Click "Read More" to view references

  • Beck, I.L., & McKeown, M.G. (2007). Different ways for different goals, but keep your eye on the higher verbal goals. In R.K. Wagner, A.E. Muse, & K. R. Tannenbaum (Eds.). Vocabulary acquisition: Implications for reading comprehension. New York: The Guilford Press.
  • Billmeyer, R., & Barton, M.L. (1998). Teaching reading in the content areas: If not me then who? Aurora, CO: Mid-continent Regional Educational Laboratory.
  • Carlisle, J. F., & Katz, L.A. (2005). Word learning and vocabulary instruction. In J. R. Birsh (Ed.). Multisensory teaching of basic language skills. Baltimore, MD: Paul H. Brookes.
  • Graves, M.F. (2006). The vocabulary book. New York: Teachers College Press.
  • Hirsch, E.D. (2003). Reading comprehension requires knowledge – of words and the world: Scientific insights into the fourth-grade slump and the nation’s stagnant comprehension scores. American Educator, Spring, 2003. American Federation of Teachers.
  • Laflame, J.G. (1997). The effect of the Multiple Exposure Vocabulary Method and the Target Reading/Writing Strategy on test scores. Journal of Adolescent and Adult Literacy, 40 (5), 372-381.
  • McKeown, M.G., & Beck, I.L. (1988). Learning vocabulary: Different ways for different goals. Remedial and Special Education, 9, 42-45.
  • Sedita, J. (2005). The key vocabulary routine. Rowley, MA: Keys to Literacy.


  1. Thank you, Joan. I have seen that previewing vocabulary can make the text more comprehensible, too.

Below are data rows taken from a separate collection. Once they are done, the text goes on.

//! Backend API Wrappers
//!
//! Frontend bindings to the wedding API, organized by domain.

mod registry;
mod rsvp;

use crate::models::ApiResponse;

pub use registry::*;
pub use rsvp::*;

/// Shown when the request never reached the server
pub const CONNECTION_ERROR: &str = "Unable to connect to the server. Please try again later.";

/// API base URL, overridable at build time
pub fn api_base_url() -> &'static str {
    option_env!("WEDDING_API_URL").unwrap_or("http://localhost:8080")
}

fn endpoint(path: &str) -> String {
    format!("{}{}", api_base_url().trim_end_matches('/'), path)
}

fn log(message: &str) {
    web_sys::console::log_1(&message.into());
}

fn log_error(message: &str) {
    web_sys::console::error_1(&message.into());
}

/// Outcome text shown after a form submission
#[derive(Debug, Clone, PartialEq, Eq)]
pub enum SubmitMessage {
    Success(String),
    Error(String),
}

impl SubmitMessage {
    pub fn is_success(&self) -> bool {
        matches!(self, SubmitMessage::Success(_))
    }

    pub fn text(&self) -> &str {
        match self {
            SubmitMessage::Success(text) | SubmitMessage::Error(text) => text,
        }
    }

    /// Server `message` wins; otherwise the given fallback for the outcome
    pub fn from_result(
        result: Result<ApiResponse, String>,
        success_fallback: &str,
        error_fallback: &str,
    ) -> Self {
        match result {
            Ok(response) if response.success => {
                SubmitMessage::Success(response.message.unwrap_or_else(|| success_fallback.to_string()))
            }
            Ok(response) => {
                SubmitMessage::Error(response.message.unwrap_or_else(|| error_fallback.to_string()))
            }
            Err(_) => SubmitMessage::Error(CONNECTION_ERROR.to_string()),
        }
    }
}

    Do you think there are times when you might decide to spend more time teaching a word prior to reading the text...going beyond a brief preview to something more extended?

  2. Joan Sedita7/31/2010

    Thank you, Susan, for posting my piece. The answer to your question is "yes"! Very often the handful of essential words that should be taught in-depth over a period of time will in fact be part of the previewing list. The teacher may choose a few of the preview words to put on a word wall and give a heads up to the students that they will be revisiting these words. There is no single best activity to teach vocabulary - previewing is just one of a combination of direct and indirect activities that should be used. The Key Vocabulary Routine that I developed for training upper grade teachers includes 5 steps for teaching content vocabulary. Previewing is the first step, and teaching a smaller set of words in-depth is the third step.

  3. Thanks for the clarification. A little time spent teaching the words most central to the text does help facilitate comprehension of said text. Word knowledge is essential but not sufficient to enable comprehension.